It began with six women, 10 years ago – and now the world’s biggest retailer Walmart could face a potential class action involving more than a million female employees, as Felicity Spector writes.
It started with just six women – and a discrimination complaint they made more than ten years ago. Now it’s a potential class action case involving more than a million female employees, pitched against Walmart, the world’s biggest retail firm. And if the Supreme Court allows the class action suit to go ahead – it could become the largest in history – involving millions of women across the United States – and billions of pounds.
The Supreme Court justices will begin hearing the arguments today over the womens’ claim that they’ve been paid less and given fewer promotions than men, at almost three and a half thousand US stores, going back as far as 1998. On the other side – Walmart’s lawyers will say the women don’t have enough in common to band their cases together in a single suit. The court’s expected to rule in late June – a decision which could have profound implications for legal disputes involving major firms and their employees.
Christine Kwapnoski says when she told her boss that she wanted a promotion, he told her ‘blow the cobwebs off your makeup’.
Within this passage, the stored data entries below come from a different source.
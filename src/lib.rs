// ABOUTME: Main library entry point for the SmartGains trainer platform
// ABOUTME: Provides the REST API for client intake, AI workout plans, and progress tracking
//
// SPDX-License-Identifier: MIT OR Apache-2.0
// Copyright (c) 2025 SmartGains

#![deny(unsafe_code)]

//! # SmartGains Server
//!
//! Backend for a fitness-trainer SaaS: trainers register, onboard clients
//! through multi-step intake forms, generate AI-assisted workout plans via an
//! external chat-completion API, track workout-session progress, and email
//! plans and session recaps to clients.
//!
//! ## Architecture
//!
//! - **Routes**: thin axum handlers validating payloads and shaping JSON
//! - **Database**: per-entity manager modules over a shared `SQLite` pool
//! - **Intake**: the question-overlay resolver merging the global catalog
//!   with trainer customizations
//! - **Plans**: day-completion and pinning rules for demo/generated plans
//! - **LLM**: `OpenAI`-compatible chat-completion client for plan generation
//! - **Email**: SMTP delivery of plans and session recaps

/// Authentication and session management
pub mod auth;

/// Configuration management
pub mod config;

/// Database managers for trainers, clients, questions, plans, and progress
pub mod database;

/// SMTP email delivery for plans and session recaps
pub mod email;

/// Unified error handling system with standard error codes and HTTP responses
pub mod errors;

/// Question-overlay resolution for trainer intake forms
pub mod intake;

/// Chat-completion client for AI plan generation
pub mod llm;

/// Logging configuration and structured logging setup
pub mod logging;

/// Plan day-completion parsing, classification, and prompt building
pub mod plans;

/// HTTP route handlers
pub mod routes;
// ABOUTME: Database operations for intake form instances and their answers
// ABOUTME: Answers upsert on (form, question key) so re-submitting a step overwrites in place
//
// SPDX-License-Identifier: MIT OR Apache-2.0
// Copyright (c) 2025 SmartGains

use chrono::{DateTime, Utc};
use serde::{Deserialize, Serialize};
use sqlx::{sqlite::SqliteRow, Row, SqlitePool};

use super::trainers::parse_timestamp;
use crate::errors::{AppError, AppResult};

/// An intake form instance (consultation, medical history, ...) for a client
#[derive(Debug, Clone, Serialize, Deserialize)]
pub struct IntakeForm {
    pub id: i64,
    pub form_type: String,
    pub client_id: i64,
    pub trainer_id: i64,
    pub created_at: DateTime<Utc>,
    pub updated_at: DateTime<Utc>,
}

/// A stored answer, keyed by the resolved question identity
#[derive(Debug, Clone, Serialize, Deserialize)]
pub struct IntakeFormAnswer {
    pub id: i64,
    pub form_id: i64,
    /// Resolved question key (`global_<id>` / `trainer_<id>`)
    pub question_key: String,
    /// `global` or `trainer`, as tagged by the resolver
    pub question_source: String,
    /// Question text at answer time, denormalized for history views
    pub question_text: String,
    pub answer: String,
    pub created_at: DateTime<Utc>,
    pub updated_at: DateTime<Utc>,
}

/// One answer in a submission batch
#[derive(Debug, Clone, Deserialize)]
pub struct AnswerInput {
    pub question_key: String,
    pub question_source: String,
    pub question_text: String,
    pub answer: String,
}

/// Intake form database operations manager
pub struct IntakeManager {
    pool: SqlitePool,
}

impl IntakeManager {
    /// Create a new intake manager
    #[must_use]
    pub const fn new(pool: SqlitePool) -> Self {
        Self { pool }
    }

    /// Create a form instance for a client
    ///
    /// # Errors
    ///
    /// Returns an error if the database operation fails
    pub async fn create_form(
        &self,
        form_type: &str,
        client_id: i64,
        trainer_id: i64,
    ) -> AppResult<IntakeForm> {
        let now = Utc::now();

        let result = sqlx::query(
            r"
            INSERT INTO intake_forms (form_type, client_id, trainer_id, created_at, updated_at)
            VALUES ($1, $2, $3, $4, $4)
            ",
        )
        .bind(form_type)
        .bind(client_id)
        .bind(trainer_id)
        .bind(now.to_rfc3339())
        .execute(&self.pool)
        .await
        .map_err(|e| AppError::database(format!("Failed to create intake form: {e}")))?;

        Ok(IntakeForm {
            id: result.last_insert_rowid(),
            form_type: form_type.to_owned(),
            client_id,
            trainer_id,
            created_at: now,
            updated_at: now,
        })
    }

    /// Get a form by id
    ///
    /// # Errors
    ///
    /// Returns an error if the database operation fails
    pub async fn get_form(&self, form_id: i64) -> AppResult<Option<IntakeForm>> {
        let row = sqlx::query("SELECT * FROM intake_forms WHERE id = $1")
            .bind(form_id)
            .fetch_optional(&self.pool)
            .await
            .map_err(|e| AppError::database(format!("Failed to get intake form: {e}")))?;

        row.map(|r| row_to_form(&r)).transpose()
    }

    /// List a client's forms, newest first
    ///
    /// # Errors
    ///
    /// Returns an error if the database operation fails
    pub async fn list_forms_by_client(&self, client_id: i64) -> AppResult<Vec<IntakeForm>> {
        let rows = sqlx::query(
            "SELECT * FROM intake_forms WHERE client_id = $1 ORDER BY created_at DESC, id DESC",
        )
        .bind(client_id)
        .fetch_all(&self.pool)
        .await
        .map_err(|e| AppError::database(format!("Failed to list intake forms: {e}")))?;

        rows.iter().map(row_to_form).collect()
    }

    /// Save a batch of answers for a form. Each answer upserts on
    /// (form, question key): re-submitting a step overwrites earlier answers
    /// rather than duplicating them.
    ///
    /// # Errors
    ///
    /// Returns `ResourceNotFound` for unknown forms, or a database error on
    /// write failure
    pub async fn save_answers(&self, form_id: i64, answers: &[AnswerInput]) -> AppResult<usize> {
        if self.get_form(form_id).await?.is_none() {
            return Err(AppError::not_found(format!("Intake form {form_id}")));
        }

        let now = Utc::now().to_rfc3339();
        for answer in answers {
            sqlx::query(
                r"
                INSERT INTO intake_form_answers
                    (form_id, question_key, question_source, question_text, answer, created_at, updated_at)
                VALUES ($1, $2, $3, $4, $5, $6, $6)
                ON CONFLICT (form_id, question_key) DO UPDATE SET
                    answer = excluded.answer,
                    question_source = excluded.question_source,
                    question_text = excluded.question_text,
                    updated_at = excluded.updated_at
                ",
            )
            .bind(form_id)
            .bind(&answer.question_key)
            .bind(&answer.question_source)
            .bind(&answer.question_text)
            .bind(&answer.answer)
            .bind(&now)
            .execute(&self.pool)
            .await
            .map_err(|e| AppError::database(format!("Failed to save intake answer: {e}")))?;
        }

        Ok(answers.len())
    }

    /// List a form's answers in question-key order
    ///
    /// # Errors
    ///
    /// Returns an error if the database operation fails
    pub async fn list_answers(&self, form_id: i64) -> AppResult<Vec<IntakeFormAnswer>> {
        let rows = sqlx::query(
            "SELECT * FROM intake_form_answers WHERE form_id = $1 ORDER BY question_key",
        )
        .bind(form_id)
        .fetch_all(&self.pool)
        .await
        .map_err(|e| AppError::database(format!("Failed to list intake answers: {e}")))?;

        rows.iter().map(row_to_answer).collect()
    }
}

/// Convert a database row to an `IntakeForm`
fn row_to_form(row: &SqliteRow) -> AppResult<IntakeForm> {
    let created_at: String = row.get("created_at");
    let updated_at: String = row.get("updated_at");

    Ok(IntakeForm {
        id: row.get("id"),
        form_type: row.get("form_type"),
        client_id: row.get("client_id"),
        trainer_id: row.get("trainer_id"),
        created_at: parse_timestamp(&created_at)?,
        updated_at: parse_timestamp(&updated_at)?,
    })
}

/// Convert a database row to an `IntakeFormAnswer`
fn row_to_answer(row: &SqliteRow) -> AppResult<IntakeFormAnswer> {
    let created_at: String = row.get("created_at");
    let updated_at: String = row.get("updated_at");

    Ok(IntakeFormAnswer {
        id: row.get("id"),
        form_id: row.get("form_id"),
        question_key: row.get("question_key"),
        question_source: row.get("question_source"),
        question_text: row.get("question_text"),
        answer: row.get("answer"),
        created_at: parse_timestamp(&created_at)?,
        updated_at: parse_timestamp(&updated_at)?,
    })
}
The womens’ case is named after 61-year-old Betty Dukes, who worked as a store greeter in Pittsburg, California – and complained about being underpaid. She joined together with five other women, including Christine Kwapnoski, also from California, who says when she told her boss that she wanted a promotion, he told her “blow the cobwebs off your makeup” and suggested that she should “doll up” to get further ahead at work.
She still works for the firm – but claims that promotions were rarely advertised, and were usually given by men, to men. And she says Walmart is still riddled with discriminatory practices. Other allegations which have emerged during the 10 year lawsuit include managers routinely going to strip clubs while they were attending management meetings – and holding business meetings in the restaurant chain Hooters, known for its skimpily-clad waitresses.
When the suit was first brought, the plaintiff’s laywers produced figures showing women made up around two thirds of the lower level employees – but barely a third of management. And they claimed women were paid, on average, more than a dollar an hour less than men in the same job, even though they performed better, and had more seniority and a lower turnover rate.
Kwapnoski says she would never have got anywhere if she’d tried to bring a case on her own: “My voice against Walmart? Are you kidding me? They would sweep me under the carpet real fast. When we band together, then Walmart has to listen to us.”
The retail giant has rejected the discrimination claims – saying it has a long history of providing women with opportunities to move ahead. And it claims more than 90 per cent of its stores show no statistical difference in the hourly pay rates of men and women who have similar jobs.
My voice against Walmart? Are you kidding me? They would sweep me under the carpet real fast. Betty Dukes, plaintiff
Executive Vice President of Human Resources, Gisel Ruiz, said: “Thousands of women have begun their careers at Walmart, and have risen to leadership roles.” She herself worked her way up from assistant manager trainee, and says her experience doesn’t reflect the allegations the claimants are making.
But today’s hearing doesn’t concern the substance of the case. Walmart is arguing that it’s just too big to be sued in a single, nationwide trial – and that female staff from all different levels and some 3,400 stores can’t be counted as a single group. Walmart’s lawyer Ted Boutros says the women have “pushed class action rules to the breaking point…The plaintiffs swung for the fences…to come up with a theory that would allow them to ensnare major companies in these huge class actions ‘to get a quick settlement'”.
But lawyers for the female plaintiffs disagree – arguing that no company should be exempt from civil rights laws, and no firm too big to be held accountable. They’re seeking a verdict that would transform the balance of power between employers and their workforce.
But other major employers are concerned that they could be vulnerable to similar suits – if the Supreme Court allows this one to go ahead. The US Chamber of Commerce, in a legal brief, said a mass lawsuit would “likely provoke an avalanche of new class action litigation”. And more than 20 leading US firms, including General Electric and Microsoft, have lent their support to Walmart – for fear their businesses could be ruined.
Now it’s up to the claimants to prove there was gender discrimination at Walmart on a truly mass scale. They say that the company, which made sales worth more than $400 billion last year, has more than enough cash to pay out. As Betty Dukes, one of the original six, put it – “A class action gives us a fair shot. That is all we ask for.”